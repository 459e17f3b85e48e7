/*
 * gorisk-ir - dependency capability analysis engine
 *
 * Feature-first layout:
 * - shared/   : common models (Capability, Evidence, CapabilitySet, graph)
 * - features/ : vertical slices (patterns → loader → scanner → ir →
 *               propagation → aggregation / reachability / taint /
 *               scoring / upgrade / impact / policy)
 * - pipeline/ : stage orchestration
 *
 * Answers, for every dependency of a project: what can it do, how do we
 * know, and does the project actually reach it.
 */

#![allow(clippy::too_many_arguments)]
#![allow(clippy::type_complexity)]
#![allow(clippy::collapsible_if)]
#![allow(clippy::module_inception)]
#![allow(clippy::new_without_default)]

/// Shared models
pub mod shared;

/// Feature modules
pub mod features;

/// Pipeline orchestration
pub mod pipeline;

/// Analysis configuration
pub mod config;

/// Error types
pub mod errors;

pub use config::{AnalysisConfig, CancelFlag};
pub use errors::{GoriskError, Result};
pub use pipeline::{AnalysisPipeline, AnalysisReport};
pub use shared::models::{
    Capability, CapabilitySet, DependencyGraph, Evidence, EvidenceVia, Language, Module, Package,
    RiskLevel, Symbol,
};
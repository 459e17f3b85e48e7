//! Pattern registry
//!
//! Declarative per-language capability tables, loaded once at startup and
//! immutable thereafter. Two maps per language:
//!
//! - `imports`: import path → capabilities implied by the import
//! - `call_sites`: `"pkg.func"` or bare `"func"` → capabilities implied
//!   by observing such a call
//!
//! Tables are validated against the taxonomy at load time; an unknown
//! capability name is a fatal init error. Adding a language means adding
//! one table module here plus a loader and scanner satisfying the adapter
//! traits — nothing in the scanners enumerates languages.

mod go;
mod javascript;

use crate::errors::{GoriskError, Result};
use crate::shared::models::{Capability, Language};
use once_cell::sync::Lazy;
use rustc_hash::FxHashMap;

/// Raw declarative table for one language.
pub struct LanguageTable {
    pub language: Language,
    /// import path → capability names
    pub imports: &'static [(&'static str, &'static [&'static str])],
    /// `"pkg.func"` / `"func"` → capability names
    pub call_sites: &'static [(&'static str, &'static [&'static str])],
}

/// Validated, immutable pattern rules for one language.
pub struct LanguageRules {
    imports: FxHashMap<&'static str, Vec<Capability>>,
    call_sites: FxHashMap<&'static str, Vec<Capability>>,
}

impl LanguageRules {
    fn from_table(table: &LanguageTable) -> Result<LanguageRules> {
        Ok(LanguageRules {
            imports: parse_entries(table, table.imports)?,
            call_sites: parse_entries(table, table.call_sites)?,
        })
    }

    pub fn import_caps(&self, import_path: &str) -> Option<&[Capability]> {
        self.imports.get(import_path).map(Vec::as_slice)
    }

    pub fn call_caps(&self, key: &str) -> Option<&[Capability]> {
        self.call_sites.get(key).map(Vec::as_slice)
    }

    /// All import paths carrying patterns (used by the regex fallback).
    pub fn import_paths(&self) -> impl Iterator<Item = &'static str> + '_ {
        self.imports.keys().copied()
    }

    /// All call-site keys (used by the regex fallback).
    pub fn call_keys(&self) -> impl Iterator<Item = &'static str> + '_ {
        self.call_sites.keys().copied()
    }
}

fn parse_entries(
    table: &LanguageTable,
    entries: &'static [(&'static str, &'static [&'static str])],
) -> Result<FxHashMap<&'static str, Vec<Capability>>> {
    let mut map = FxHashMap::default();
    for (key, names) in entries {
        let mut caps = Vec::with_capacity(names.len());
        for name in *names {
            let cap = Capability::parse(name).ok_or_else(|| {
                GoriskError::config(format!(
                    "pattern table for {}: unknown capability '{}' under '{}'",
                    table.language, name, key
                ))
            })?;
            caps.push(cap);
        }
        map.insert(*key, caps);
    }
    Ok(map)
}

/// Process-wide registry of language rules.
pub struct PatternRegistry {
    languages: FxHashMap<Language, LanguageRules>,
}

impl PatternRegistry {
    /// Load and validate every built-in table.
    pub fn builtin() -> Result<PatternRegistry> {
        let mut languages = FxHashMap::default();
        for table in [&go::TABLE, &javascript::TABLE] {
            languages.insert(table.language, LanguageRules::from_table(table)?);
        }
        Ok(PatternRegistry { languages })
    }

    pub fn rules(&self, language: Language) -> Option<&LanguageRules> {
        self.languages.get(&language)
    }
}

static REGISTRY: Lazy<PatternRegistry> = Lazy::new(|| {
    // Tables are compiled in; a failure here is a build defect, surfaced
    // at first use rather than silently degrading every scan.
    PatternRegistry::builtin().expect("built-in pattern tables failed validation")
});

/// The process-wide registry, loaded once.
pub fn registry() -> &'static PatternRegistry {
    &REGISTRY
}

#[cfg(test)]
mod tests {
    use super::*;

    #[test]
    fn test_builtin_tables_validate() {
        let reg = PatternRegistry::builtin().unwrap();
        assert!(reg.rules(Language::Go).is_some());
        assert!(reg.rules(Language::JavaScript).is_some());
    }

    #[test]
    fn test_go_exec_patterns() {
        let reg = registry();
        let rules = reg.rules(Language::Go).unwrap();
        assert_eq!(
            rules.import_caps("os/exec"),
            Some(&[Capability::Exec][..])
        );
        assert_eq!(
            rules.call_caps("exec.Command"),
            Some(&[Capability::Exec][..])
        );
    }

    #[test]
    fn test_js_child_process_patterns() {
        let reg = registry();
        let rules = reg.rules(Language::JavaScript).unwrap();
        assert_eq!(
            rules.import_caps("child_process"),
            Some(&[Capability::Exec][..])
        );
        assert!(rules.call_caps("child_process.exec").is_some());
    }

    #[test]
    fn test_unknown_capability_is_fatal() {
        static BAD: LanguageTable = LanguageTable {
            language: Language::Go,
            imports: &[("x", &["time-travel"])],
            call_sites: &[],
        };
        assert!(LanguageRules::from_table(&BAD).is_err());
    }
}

──────

## [Exercise description]
Every line of the listing should be reproduced exactly.

## [Solution]
repository 459e17f3b85e48e7
/*
 * gorisk-ir - dependency capability analysis engine
 *
 * Feature-first layout:
 * - shared/   : common models (Capability, Evidence, CapabilitySet, graph)
 * - features/ : vertical slices (patterns → loader → scanner → ir →
 *               propagation → aggregation / reachability / taint /
 *               scoring / upgrade / impact / policy)
 * - pipeline/ : stage orchestration
 *
 * Answers, for every dependency of a project: what can it do, how do we
 * know, and does the project actually reach it.
 */

#![allow(clippy::too_many_arguments)]
#![allow(clippy::type_complexity)]
#![allow(clippy::collapsible_if)]
#![allow(clippy::module_inception)]
#![allow(clippy::new_without_default)]

/// Shared models
pub mod shared;

/// Feature modules
pub mod features;

/// Pipeline orchestration
pub mod pipeline;

/// Analysis configuration
pub mod config;

/// Error types
pub mod errors;

pub use config::{AnalysisConfig, CancelFlag};
pub use errors::{GoriskError, Result};
pub use pipeline::{AnalysisPipeline, AnalysisReport};
pub use shared::models::{
    Capability, CapabilitySet, DependencyGraph, Evidence, EvidenceVia, Language, Module, Package,
    RiskLevel, Symbol,
};
repository 459e17f3b85e48e7
//! Pattern registry
//!
//! Declarative per-language capability tables, loaded once at startup and
//! immutable thereafter. Two maps per language:
//!
//! - `imports`: import path → capabilities implied by the import
//! - `call_sites`: `"pkg.func"` or bare `"func"` → capabilities implied
//!   by observing such a call
//!
//! Tables are validated against the taxonomy at load time; an unknown
//! capability name is a fatal init error. Adding a language means adding
//! one table module here plus a loader and scanner satisfying the adapter
//! traits — nothing in the scanners enumerates languages.

mod go;
mod javascript;

use crate::errors::{GoriskError, Result};
use crate::shared::models::{Capability, Language};
use once_cell::sync::Lazy;
use rustc_hash::FxHashMap;

/// Raw declarative table for one language.
pub struct LanguageTable {
    pub language: Language,
    /// import path → capability names
    pub imports: &'static [(&'static str, &'static [&'static str])],
    /// `"pkg.func"` / `"func"` → capability names
    pub call_sites: &'static [(&'static str, &'static [&'static str])],
}

/// Validated, immutable pattern rules for one language.
pub struct LanguageRules {
    imports: FxHashMap<&'static str, Vec<Capability>>,
    call_sites: FxHashMap<&'static str, Vec<Capability>>,
}

impl LanguageRules {
    fn from_table(table: &LanguageTable) -> Result<LanguageRules> {
        Ok(LanguageRules {
            imports: parse_entries(table, table.imports)?,
            call_sites: parse_entries(table, table.call_sites)?,
        })
    }

    pub fn import_caps(&self, import_path: &str) -> Option<&[Capability]> {
        self.imports.get(import_path).map(Vec::as_slice)
    }

    pub fn call_caps(&self, key: &str) -> Option<&[Capability]> {
        self.call_sites.get(key).map(Vec::as_slice)
    }

    /// All import paths carrying patterns (used by the regex fallback).
    pub fn import_paths(&self) -> impl Iterator<Item = &'static str> + '_ {
        self.imports.keys().copied()
    }

    /// All call-site keys (used by the regex fallback).
    pub fn call_keys(&self) -> impl Iterator<Item = &'static str> + '_ {
        self.call_sites.keys().copied()
    }
}

fn parse_entries(
    table: &LanguageTable,
    entries: &'static [(&'static str, &'static [&'static str])],
) -> Result<FxHashMap<&'static str, Vec<Capability>>> {
    let mut map = FxHashMap::default();
    for (key, names) in entries {
        let mut caps = Vec::with_capacity(names.len());
        for name in *names {
            let cap = Capability::parse(name).ok_or_else(|| {
                GoriskError::config(format!(
                    "pattern table for {}: unknown capability '{}' under '{}'",
                    table.language, name, key
                ))
            })?;
            caps.push(cap);
        }
        map.insert(*key, caps);
    }
    Ok(map)
}

/// Process-wide registry of language rules.
pub struct PatternRegistry {
    languages: FxHashMap<Language, LanguageRules>,
}

impl PatternRegistry {
    /// Load and validate every built-in table.
    pub fn builtin() -> Result<PatternRegistry> {
        let mut languages = FxHashMap::default();
        for table in [&go::TABLE, &javascript::TABLE] {
            languages.insert(table.language, LanguageRules::from_table(table)?);
        }
        Ok(PatternRegistry { languages })
    }

    pub fn rules(&self, language: Language) -> Option<&LanguageRules> {
        self.languages.get(&language)
    }
}

static REGISTRY: Lazy<PatternRegistry> = Lazy::new(|| {
    // Tables are compiled in; a failure here is a build defect, surfaced
    // at first use rather than silently degrading every scan.
    PatternRegistry::builtin().expect("built-in pattern tables failed validation")
});

/// The process-wide registry, loaded once.
pub fn registry() -> &'static PatternRegistry {
    &REGISTRY
}

#[cfg(test)]
mod tests {
    use super::*;

    #[test]
    fn test_builtin_tables_validate() {
        let reg = PatternRegistry::builtin().unwrap();
        assert!(reg.rules(Language::Go).is_some());
        assert!(reg.rules(Language::JavaScript).is_some());
    }

    #[test]
    fn test_go_exec_patterns() {
        let reg = registry();
        let rules = reg.rules(Language::Go).unwrap();
        assert_eq!(
            rules.import_caps("os/exec"),
            Some(&[Capability::Exec][..])
        );
        assert_eq!(
            rules.call_caps("exec.Command"),
            Some(&[Capability::Exec][..])
        );
    }

    #[test]
    fn test_js_child_process_patterns() {
        let reg = registry();
        let rules = reg.rules(Language::JavaScript).unwrap();
        assert_eq!(
            rules.import_caps("child_process"),
            Some(&[Capability::Exec][..])
        );
        assert!(rules.call_caps("child_process.exec").is_some());
    }

    #[test]
    fn test_unknown_capability_is_fatal() {
        static BAD: LanguageTable = LanguageTable {
            language: Language::Go,
            imports: &[("x", &["time-travel"])],
            call_sites: &[],
        };
        assert!(LanguageRules::from_table(&BAD).is_err());
    }
}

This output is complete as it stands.